- What is being asked
On how many lines of these entries does the word "render" occur? State the number alone.

- Records provided
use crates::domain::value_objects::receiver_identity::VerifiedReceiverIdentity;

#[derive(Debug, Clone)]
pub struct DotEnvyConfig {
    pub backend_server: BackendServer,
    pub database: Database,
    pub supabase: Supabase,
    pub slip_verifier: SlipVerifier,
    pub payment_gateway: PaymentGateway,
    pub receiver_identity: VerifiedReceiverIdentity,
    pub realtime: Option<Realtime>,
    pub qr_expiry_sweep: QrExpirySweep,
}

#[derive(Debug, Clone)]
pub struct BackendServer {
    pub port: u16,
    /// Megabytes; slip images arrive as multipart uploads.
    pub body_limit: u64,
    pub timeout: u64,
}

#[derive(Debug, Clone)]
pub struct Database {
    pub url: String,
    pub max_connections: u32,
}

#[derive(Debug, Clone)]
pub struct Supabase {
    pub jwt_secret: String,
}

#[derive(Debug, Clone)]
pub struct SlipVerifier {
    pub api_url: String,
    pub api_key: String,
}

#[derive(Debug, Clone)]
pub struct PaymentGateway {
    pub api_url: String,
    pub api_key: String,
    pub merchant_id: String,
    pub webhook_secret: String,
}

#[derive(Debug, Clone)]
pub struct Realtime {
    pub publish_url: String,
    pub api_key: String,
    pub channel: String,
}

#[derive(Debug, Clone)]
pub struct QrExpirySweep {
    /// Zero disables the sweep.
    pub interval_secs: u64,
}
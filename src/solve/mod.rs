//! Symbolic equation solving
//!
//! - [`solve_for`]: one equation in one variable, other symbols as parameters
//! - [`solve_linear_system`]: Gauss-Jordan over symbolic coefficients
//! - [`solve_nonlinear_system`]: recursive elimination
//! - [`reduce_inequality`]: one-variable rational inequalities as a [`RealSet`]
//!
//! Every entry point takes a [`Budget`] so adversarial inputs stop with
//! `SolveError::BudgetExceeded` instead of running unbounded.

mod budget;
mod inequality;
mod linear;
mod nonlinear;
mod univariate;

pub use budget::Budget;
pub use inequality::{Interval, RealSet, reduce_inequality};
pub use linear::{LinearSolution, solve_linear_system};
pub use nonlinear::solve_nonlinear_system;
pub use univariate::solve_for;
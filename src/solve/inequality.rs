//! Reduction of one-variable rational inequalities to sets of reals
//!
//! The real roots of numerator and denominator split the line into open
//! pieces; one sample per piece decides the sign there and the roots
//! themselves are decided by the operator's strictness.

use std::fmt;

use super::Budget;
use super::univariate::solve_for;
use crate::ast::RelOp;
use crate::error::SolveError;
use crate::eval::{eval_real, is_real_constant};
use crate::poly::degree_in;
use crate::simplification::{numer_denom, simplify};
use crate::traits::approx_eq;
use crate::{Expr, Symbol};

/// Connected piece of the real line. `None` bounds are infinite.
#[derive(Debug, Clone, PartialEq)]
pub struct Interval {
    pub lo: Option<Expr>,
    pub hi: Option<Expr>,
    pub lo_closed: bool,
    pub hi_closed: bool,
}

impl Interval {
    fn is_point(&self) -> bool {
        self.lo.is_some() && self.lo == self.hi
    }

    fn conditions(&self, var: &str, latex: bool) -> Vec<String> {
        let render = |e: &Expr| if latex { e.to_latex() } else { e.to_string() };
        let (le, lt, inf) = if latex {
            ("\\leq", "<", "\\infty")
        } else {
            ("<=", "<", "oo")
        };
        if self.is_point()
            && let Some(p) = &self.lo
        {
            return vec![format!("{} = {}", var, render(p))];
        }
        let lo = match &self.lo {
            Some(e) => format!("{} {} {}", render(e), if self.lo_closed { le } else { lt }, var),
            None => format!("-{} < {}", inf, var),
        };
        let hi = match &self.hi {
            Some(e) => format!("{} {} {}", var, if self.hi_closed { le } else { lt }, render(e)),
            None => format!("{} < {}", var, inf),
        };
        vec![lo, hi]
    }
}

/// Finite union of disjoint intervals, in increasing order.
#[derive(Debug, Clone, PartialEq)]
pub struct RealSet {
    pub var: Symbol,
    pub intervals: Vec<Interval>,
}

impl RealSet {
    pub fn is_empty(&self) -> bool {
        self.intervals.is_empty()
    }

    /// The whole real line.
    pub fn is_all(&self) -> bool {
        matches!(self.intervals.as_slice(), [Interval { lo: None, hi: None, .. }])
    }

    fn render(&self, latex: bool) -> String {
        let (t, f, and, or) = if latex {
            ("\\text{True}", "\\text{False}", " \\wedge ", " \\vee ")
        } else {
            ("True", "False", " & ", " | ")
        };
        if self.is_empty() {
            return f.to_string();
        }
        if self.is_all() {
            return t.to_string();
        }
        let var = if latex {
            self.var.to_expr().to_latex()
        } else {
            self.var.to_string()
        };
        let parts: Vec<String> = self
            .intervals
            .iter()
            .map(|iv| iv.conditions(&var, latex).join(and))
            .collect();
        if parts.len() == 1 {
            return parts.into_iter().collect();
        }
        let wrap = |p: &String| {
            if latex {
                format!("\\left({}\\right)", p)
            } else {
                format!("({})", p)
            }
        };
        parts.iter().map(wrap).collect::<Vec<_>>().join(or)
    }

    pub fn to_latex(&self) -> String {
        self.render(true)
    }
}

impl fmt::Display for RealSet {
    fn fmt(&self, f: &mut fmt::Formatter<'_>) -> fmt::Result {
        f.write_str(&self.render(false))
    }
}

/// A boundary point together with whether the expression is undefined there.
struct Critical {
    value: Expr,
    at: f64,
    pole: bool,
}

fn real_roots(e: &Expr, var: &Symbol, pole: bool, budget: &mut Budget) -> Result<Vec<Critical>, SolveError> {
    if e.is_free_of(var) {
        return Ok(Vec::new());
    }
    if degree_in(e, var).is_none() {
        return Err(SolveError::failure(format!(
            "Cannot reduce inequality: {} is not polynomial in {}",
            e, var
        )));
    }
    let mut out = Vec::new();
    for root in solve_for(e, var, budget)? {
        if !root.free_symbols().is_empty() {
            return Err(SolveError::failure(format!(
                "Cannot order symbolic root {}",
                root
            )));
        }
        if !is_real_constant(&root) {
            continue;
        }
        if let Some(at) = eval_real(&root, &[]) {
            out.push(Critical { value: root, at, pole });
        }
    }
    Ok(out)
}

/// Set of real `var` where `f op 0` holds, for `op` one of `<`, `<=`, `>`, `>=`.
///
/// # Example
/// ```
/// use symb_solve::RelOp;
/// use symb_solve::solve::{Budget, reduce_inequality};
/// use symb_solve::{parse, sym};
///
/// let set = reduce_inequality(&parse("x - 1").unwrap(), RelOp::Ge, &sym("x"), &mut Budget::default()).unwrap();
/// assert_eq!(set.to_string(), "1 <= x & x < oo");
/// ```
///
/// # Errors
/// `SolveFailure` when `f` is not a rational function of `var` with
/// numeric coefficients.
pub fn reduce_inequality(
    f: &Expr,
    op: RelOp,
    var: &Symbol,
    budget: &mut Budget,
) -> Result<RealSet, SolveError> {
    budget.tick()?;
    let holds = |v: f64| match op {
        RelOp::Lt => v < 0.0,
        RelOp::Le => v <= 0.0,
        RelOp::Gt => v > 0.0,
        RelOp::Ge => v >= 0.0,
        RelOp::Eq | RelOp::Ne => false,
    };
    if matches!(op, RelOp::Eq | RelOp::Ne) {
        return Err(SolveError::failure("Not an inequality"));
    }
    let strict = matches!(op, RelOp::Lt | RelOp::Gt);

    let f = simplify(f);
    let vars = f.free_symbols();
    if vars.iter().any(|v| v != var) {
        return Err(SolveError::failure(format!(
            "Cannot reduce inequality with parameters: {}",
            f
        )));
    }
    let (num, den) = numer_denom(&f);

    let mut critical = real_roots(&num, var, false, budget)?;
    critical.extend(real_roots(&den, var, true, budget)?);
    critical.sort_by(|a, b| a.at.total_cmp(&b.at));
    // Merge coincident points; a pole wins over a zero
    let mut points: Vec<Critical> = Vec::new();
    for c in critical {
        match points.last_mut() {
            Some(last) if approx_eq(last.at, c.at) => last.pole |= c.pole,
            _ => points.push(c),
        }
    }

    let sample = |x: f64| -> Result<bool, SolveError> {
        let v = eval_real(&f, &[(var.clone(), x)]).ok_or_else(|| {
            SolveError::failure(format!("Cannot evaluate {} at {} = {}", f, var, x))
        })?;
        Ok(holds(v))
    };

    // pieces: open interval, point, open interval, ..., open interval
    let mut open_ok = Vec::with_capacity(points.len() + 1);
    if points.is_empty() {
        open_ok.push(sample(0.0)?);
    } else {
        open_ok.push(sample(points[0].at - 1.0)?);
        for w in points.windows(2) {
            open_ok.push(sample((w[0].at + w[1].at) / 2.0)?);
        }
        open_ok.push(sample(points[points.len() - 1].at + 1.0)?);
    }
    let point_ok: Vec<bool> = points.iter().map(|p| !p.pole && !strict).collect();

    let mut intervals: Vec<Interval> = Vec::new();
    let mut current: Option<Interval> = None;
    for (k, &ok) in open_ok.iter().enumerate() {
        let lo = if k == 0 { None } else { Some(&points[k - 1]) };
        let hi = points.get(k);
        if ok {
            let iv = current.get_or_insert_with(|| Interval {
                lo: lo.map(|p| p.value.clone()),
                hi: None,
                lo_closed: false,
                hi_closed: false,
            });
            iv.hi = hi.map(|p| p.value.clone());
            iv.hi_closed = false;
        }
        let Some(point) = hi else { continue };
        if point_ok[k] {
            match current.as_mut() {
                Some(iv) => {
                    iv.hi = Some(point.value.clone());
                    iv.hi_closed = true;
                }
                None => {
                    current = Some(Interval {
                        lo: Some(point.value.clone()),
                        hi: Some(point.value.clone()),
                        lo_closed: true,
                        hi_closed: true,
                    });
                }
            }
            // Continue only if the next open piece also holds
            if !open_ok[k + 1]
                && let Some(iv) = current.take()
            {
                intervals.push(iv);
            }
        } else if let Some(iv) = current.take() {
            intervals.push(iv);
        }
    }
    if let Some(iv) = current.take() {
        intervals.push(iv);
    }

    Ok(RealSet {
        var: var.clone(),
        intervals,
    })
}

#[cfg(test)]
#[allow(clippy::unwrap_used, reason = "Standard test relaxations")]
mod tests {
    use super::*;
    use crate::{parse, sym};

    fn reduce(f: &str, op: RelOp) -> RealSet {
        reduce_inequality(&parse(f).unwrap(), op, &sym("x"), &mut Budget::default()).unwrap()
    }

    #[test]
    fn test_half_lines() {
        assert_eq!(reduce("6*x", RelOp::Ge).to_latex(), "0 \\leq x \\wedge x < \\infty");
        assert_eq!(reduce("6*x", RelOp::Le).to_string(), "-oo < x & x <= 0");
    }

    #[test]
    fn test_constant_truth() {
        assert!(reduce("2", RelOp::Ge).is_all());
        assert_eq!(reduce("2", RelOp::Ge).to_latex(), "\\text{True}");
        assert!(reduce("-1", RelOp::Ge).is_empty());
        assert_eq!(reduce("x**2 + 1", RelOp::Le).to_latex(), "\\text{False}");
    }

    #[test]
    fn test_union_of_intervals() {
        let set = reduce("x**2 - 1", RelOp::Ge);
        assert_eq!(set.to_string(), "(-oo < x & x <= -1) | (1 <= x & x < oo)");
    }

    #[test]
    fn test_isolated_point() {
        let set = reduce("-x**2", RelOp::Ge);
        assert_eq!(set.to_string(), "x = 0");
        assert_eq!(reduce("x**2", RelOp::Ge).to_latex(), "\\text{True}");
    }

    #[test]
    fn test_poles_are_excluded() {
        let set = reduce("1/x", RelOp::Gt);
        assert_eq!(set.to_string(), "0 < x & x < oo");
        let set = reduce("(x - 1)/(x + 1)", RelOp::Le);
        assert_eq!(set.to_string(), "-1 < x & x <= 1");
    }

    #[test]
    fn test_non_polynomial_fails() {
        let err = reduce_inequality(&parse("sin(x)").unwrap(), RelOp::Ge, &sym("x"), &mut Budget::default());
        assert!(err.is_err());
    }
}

- Solution for this task
7